А как же «квиринский агент»? — подумал я. Хотя скорее всего, это просто чушь какая-то. У Зая есть такой прием— сболтнуть какую-нибудь нелепицу, чтобы человека «морально разоружить». Меня лично заведомая ложь всегда приводит в состояние полной дезориентации.
— Ты пойми, — продолжал Зай, — Я ведь вызвал тебя сейчас только для проформы. Я сразу понял, что ты лазил в здание за сенсаром, что вы были втроем, и что документов вы не брали. Но для формальности я обязан допросить тебя. Однако ты вдруг начинаешь врать и выкручиваться. С какой целью, спрашивается?
— Вы же понимаете, с какой целью, — нагло сказал я, глядя на него.
— Нет, не понимаю. По крайней мере, я обязан не понимать! Я обязан тебя арестовать. Ты понимаешь, о каких серьезных вещах идет речь!

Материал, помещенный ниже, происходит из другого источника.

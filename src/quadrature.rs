//! Tensor-product Gauss quadrature on the unit reference cell `[0, 1]^dim`.
use eyre::eyre;
use fenris_quadrature::univariate;
use nalgebra::DVector;

/// A quadrature rule on the reference cell `[0, 1]^dim`.
///
/// Rules of dimension 0 consist of a single point with unit weight. They are used for the
/// faces of one-dimensional cells.
#[derive(Debug, Clone, PartialEq)]
pub struct QuadratureRule {
    dim: usize,
    weights: Vec<f64>,
    points: Vec<DVector<f64>>,
}

impl QuadratureRule {
    pub fn from_parts(dim: usize, weights: Vec<f64>, points: Vec<DVector<f64>>) -> eyre::Result<Self> {
        if weights.len() != points.len() {
            return Err(eyre!(
                "quadrature rule has {} weights but {} points",
                weights.len(),
                points.len()
            ));
        }
        if let Some(point) = points.iter().find(|p| p.len() != dim) {
            return Err(eyre!("quadrature point of dimension {} in a rule of dimension {dim}", point.len()));
        }
        Ok(Self { dim, weights, points })
    }

    /// The tensor product of `points_per_dim`-point Gauss rules.
    ///
    /// A rule with `n` points per dimension integrates polynomials of degree `2n - 1` in each
    /// variable exactly.
    pub fn gauss(dim: usize, points_per_dim: usize) -> eyre::Result<Self> {
        if points_per_dim == 0 {
            return Err(eyre!("Gauss quadrature needs at least one point per dimension"));
        }
        if dim > 3 {
            return Err(eyre!("Gauss quadrature is only supported up to dimension 3, got {dim}"));
        }
        // Map the rule from [-1, 1] onto [0, 1]
        let (weights_1d, points_1d) = univariate::gauss(points_per_dim);
        let weights_1d: Vec<f64> = weights_1d.iter().map(|w| 0.5 * w).collect();
        let points_1d: Vec<f64> = points_1d.iter().map(|[x]| 0.5 * (x + 1.0)).collect();

        let n = points_per_dim.pow(dim as u32);
        let mut weights = Vec::with_capacity(n);
        let mut points = Vec::with_capacity(n);
        for i in 0..n {
            let mut weight = 1.0;
            let mut point = DVector::zeros(dim);
            let mut rest = i;
            // The first coordinate varies fastest
            for axis in 0..dim {
                let k = rest % points_per_dim;
                rest /= points_per_dim;
                weight *= weights_1d[k];
                point[axis] = points_1d[k];
            }
            weights.push(weight);
            points.push(point);
        }
        Ok(Self { dim, weights, points })
    }

    pub fn dim(&self) -> usize {
        self.dim
    }

    pub fn n_points(&self) -> usize {
        self.weights.len()
    }

    pub fn weights(&self) -> &[f64] {
        &self.weights
    }

    pub fn points(&self) -> &[DVector<f64>] {
        &self.points
    }
}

Лобус вдруг запыхтел, полез в ящик стола и стал там зачем-то ковыряться.
— Двести восемнадцатый, — произнес Зай, глядя мне в глаза, — Выбирай. Ты под подозрением. Под очень серьезным подозрением. Ты один. Или ты сейчас сломаешь всю свою жизнь. Или просто- напросто, твои друзья получат по неделе работ. Я клянусь тебе, что твои друзья — вне подозрений, и твое признание им никак не повредит.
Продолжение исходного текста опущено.